Wednesday, November 22, 2023

Wendy Lotterman, A Reaction to Someone Coming In

 

TIE

In the garden, privacy collides with wine and Scrabble as I contemplate the single, silicone dome they emptied on the belt at security. How to keep this in perspective, myself, inadmissible to that love or what happens on each side of the border? I find it absolutely intolerable to be made to leave the room. Sex and cat toys punctuate the open-concept honest of first nights at sea with the fluency of decoys that don’t get homesick. I got lonely, went to church, entered a concept hospital for only hair and nails. Zioskirche falls in and out of relation, but only as long as you think it: that this can and can’t go on forever, that you do and don’t want this to go on forever, that you are safe on planes, in a bathroom, captive, asleep, but that it is better to be out, beyond the idea of your secret interior. I squeezed my thighs tight so I wouldn’t fall off. Like most protests, the bruise will drain and then return to stasis. Your dreams turn sweet and then uncomfortably sour as sudden death drafts two teams of unequal need. You are slight and resonant. Your twin leaves the party before you can do the same. Come outside, bearing the shape of the house that you come from. Arrive at the diner, rarified by light-years of desire. Volumes of moss will roll out, red hot along the lava beside the road. Skies divide, the bed dissolves like Dippin’ Dots. There is a secret you don’t yet know how to confess. The game cannot end in a tie, but you are paralyzed by choice, and terrified by the loss of every side.

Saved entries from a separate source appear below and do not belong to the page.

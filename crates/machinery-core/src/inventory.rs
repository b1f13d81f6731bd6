//! The inventory collaborator.
//!
//! Placement draws one unit of an item when it starts and must hand it back
//! when the placement is cancelled. Slot layout and stacking rules belong to
//! the host; the workbench only needs [`Inventory`].

use std::collections::BTreeMap;

/// An item store keyed by item id (the component definition name).
pub trait Inventory {
    /// Remove `amount` units. Returns false (and removes nothing) if fewer
    /// than `amount` are held.
    fn take(&mut self, item: &str, amount: u32) -> bool;

    /// Return `amount` units. Returns false if the store could not accept them.
    fn give(&mut self, item: &str, amount: u32) -> bool;

    /// Units of `item` currently held.
    fn count(&self, item: &str) -> u32;
}

/// A flat count-per-item store with an optional total capacity.
#[derive(Debug, Clone, Default, PartialEq, Eq)]
pub struct ItemCounts {
    counts: BTreeMap<String, u32>,
    capacity: Option<u32>,
}

impl ItemCounts {
    pub fn new() -> Self {
        Self::default()
    }

    /// A store that refuses to hold more than `capacity` units in total.
    pub fn with_capacity(capacity: u32) -> Self {
        Self {
            counts: BTreeMap::new(),
            capacity: Some(capacity),
        }
    }

    /// Builder-style stock. Saturates at `u32::MAX`.
    pub fn with(mut self, item: &str, amount: u32) -> Self {
        let held = self.counts.entry(item.to_string()).or_default();
        *held = held.saturating_add(amount);
        self
    }

    /// Total units across all items, saturating at `u32::MAX`.
    pub fn total(&self) -> u32 {
        self.counts
            .values()
            .fold(0u32, |sum, &n| sum.saturating_add(n))
    }
}

impl Inventory for ItemCounts {
    fn take(&mut self, item: &str, amount: u32) -> bool {
        if amount == 0 {
            return true;
        }
        match self.counts.get_mut(item) {
            Some(held) if *held >= amount => {
                *held -= amount;
                if *held == 0 {
                    self.counts.remove(item);
                }
                true
            }
            _ => false,
        }
    }

    fn give(&mut self, item: &str, amount: u32) -> bool {
        if amount == 0 {
            return true;
        }
        let Some(total) = self.total().checked_add(amount) else {
            return false;
        };
        if self.capacity.is_some_and(|capacity| total > capacity) {
            return false;
        }
        let held = self.counts.entry(item.to_string()).or_default();
        match held.checked_add(amount) {
            Some(n) => {
                *held = n;
                true
            }
            None => false,
        }
    }

    fn count(&self, item: &str) -> u32 {
        self.counts.get(item).copied().unwrap_or(0)
    }
}
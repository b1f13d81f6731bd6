//! The component currently held for placement.
//!
//! Starting a placement takes one unit out of the inventory. The unit goes
//! back whenever ComponentPlacement is left without a commit: right-click
//! cancel, a hotkey, an external mode switch, or dispatcher deactivation.

use crate::error::InputError;
use machinery_core::geometry::Rotation;
use machinery_core::id::ComponentDefId;
use machinery_core::inventory::Inventory;
use machinery_core::mode::{Mode, ModeListener};
use std::cell::RefCell;
use std::rc::Rc;
use tracing::{debug, warn};

/// An inventory unit waiting to be placed.
#[derive(Debug, Clone, PartialEq, Eq)]
pub struct HeldItem {
    pub item_id: String,
    pub def: ComponentDefId,
    pub rotation: Rotation,
}

pub struct PlacementSession {
    inventory: Rc<RefCell<dyn Inventory>>,
    held: Option<HeldItem>,
}

impl std::fmt::Debug for PlacementSession {
    fn fmt(&self, f: &mut std::fmt::Formatter<'_>) -> std::fmt::Result {
        f.debug_struct("PlacementSession")
            .field("held", &self.held)
            .finish_non_exhaustive()
    }
}

impl PlacementSession {
    pub fn new(inventory: Rc<RefCell<dyn Inventory>>) -> Self {
        Self {
            inventory,
            held: None,
        }
    }

    pub fn held(&self) -> Option<&HeldItem> {
        self.held.as_ref()
    }

    pub fn is_holding(&self) -> bool {
        self.held.is_some()
    }

    /// Take one unit of `item_id` and hold it with rotation reset.
    pub fn hold(&mut self, item_id: &str, def: ComponentDefId) -> Result<(), InputError> {
        if self.held.is_some() {
            return Err(InputError::PlacementInProgress);
        }
        if !self.inventory.borrow_mut().take(item_id, 1) {
            return Err(InputError::OutOfStock(item_id.to_string()));
        }
        self.held = Some(HeldItem {
            item_id: item_id.to_string(),
            def,
            rotation: Rotation::None,
        });
        debug!(item = item_id, "placement started");
        Ok(())
    }

    /// Rotate the held item a quarter turn. Returns the new rotation.
    pub fn rotate(&mut self) -> Option<Rotation> {
        let held = self.held.as_mut()?;
        held.rotation = held.rotation.rotate_cw();
        Some(held.rotation)
    }

    /// Release the held item after a successful placement. No refund.
    pub fn commit(&mut self) -> Option<HeldItem> {
        self.held.take()
    }

    /// Return the held item to the inventory. False if nothing was held.
    pub fn refund(&mut self) -> bool {
        let Some(held) = self.held.take() else {
            return false;
        };
        if self.inventory.borrow_mut().give(&held.item_id, 1) {
            debug!(item = %held.item_id, "placement refunded");
        } else {
            warn!(item = %held.item_id, "inventory rejected placement refund");
        }
        true
    }
}

impl ModeListener for PlacementSession {
    fn on_enter_mode(&mut self, _mode: Mode) {}

    fn on_exit_mode(&mut self, mode: Mode) {
        if mode == Mode::ComponentPlacement {
            self.refund();
        }
    }
}

#[cfg(test)]
mod tests {
    use super::*;
    use machinery_core::inventory::ItemCounts;

    fn session_with(stock: u32) -> (PlacementSession, Rc<RefCell<ItemCounts>>) {
        let inventory = Rc::new(RefCell::new(ItemCounts::new().with("pump", stock)));
        (PlacementSession::new(inventory.clone()), inventory)
    }

    #[test]
    fn hold_takes_one_unit() {
        let (mut session, inventory) = session_with(2);
        session.hold("pump", ComponentDefId(0)).unwrap();
        assert_eq!(inventory.borrow().count("pump"), 1);
        assert_eq!(session.held().unwrap().rotation, Rotation::None);
        assert_eq!(
            session.hold("pump", ComponentDefId(0)),
            Err(InputError::PlacementInProgress)
        );
        assert_eq!(inventory.borrow().count("pump"), 1);
    }

    #[test]
    fn out_of_stock() {
        let (mut session, _) = session_with(0);
        assert_eq!(
            session.hold("pump", ComponentDefId(0)),
            Err(InputError::OutOfStock("pump".to_string()))
        );
        assert!(!session.is_holding());
    }

    #[test]
    fn rotation_wraps() {
        let (mut session, _) = session_with(1);
        assert_eq!(session.rotate(), None);
        session.hold("pump", ComponentDefId(0)).unwrap();
        let steps: Vec<_> = (0..4).filter_map(|_| session.rotate()).collect();
        assert_eq!(
            steps,
            vec![
                Rotation::Cw90,
                Rotation::Cw180,
                Rotation::Cw270,
                Rotation::None
            ]
        );
    }

    #[test]
    fn commit_does_not_refund() {
        let (mut session, inventory) = session_with(1);
        session.hold("pump", ComponentDefId(0)).unwrap();
        assert!(session.commit().is_some());
        session.on_exit_mode(Mode::ComponentPlacement);
        assert_eq!(inventory.borrow().count("pump"), 0);
    }

    #[test]
    fn leaving_placement_refunds_once() {
        let (mut session, inventory) = session_with(1);
        session.hold("pump", ComponentDefId(0)).unwrap();

        session.on_exit_mode(Mode::WirePlacement);
        assert_eq!(inventory.borrow().count("pump"), 0);

        session.on_exit_mode(Mode::ComponentPlacement);
        assert_eq!(inventory.borrow().count("pump"), 1);
        assert!(!session.refund());
        assert_eq!(inventory.borrow().count("pump"), 1);
    }
}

I’m quite taken with New York-based poet and postdoctoral fellow Wendy Lotterman’s full-length debut, A Reaction to Someone Coming In (New York NY: Futurepoem Books, 2023), following on the heels of her chapbook Intense Holiday (After Hours, 2016). The blurbs on the back cover offer descriptors such as “percussive” and “scorching,” and Lotterman’s poems and prose-lyrics offer a swagger and pulsating directness on degrees of family, intimacy, motherhood and sex, composing a layering of direct statements and lyrics that accumulate across and form into larger narrative structures. “Let us rob them.” the poem “PEARL” opens. “When this family / Is discovered to be the secret of that / Family, it is difficult to keep. Up in / The steam room, nursed by / Noise and heat, the faucet talks / Down tapestries of scenes telling / Something other than stories.”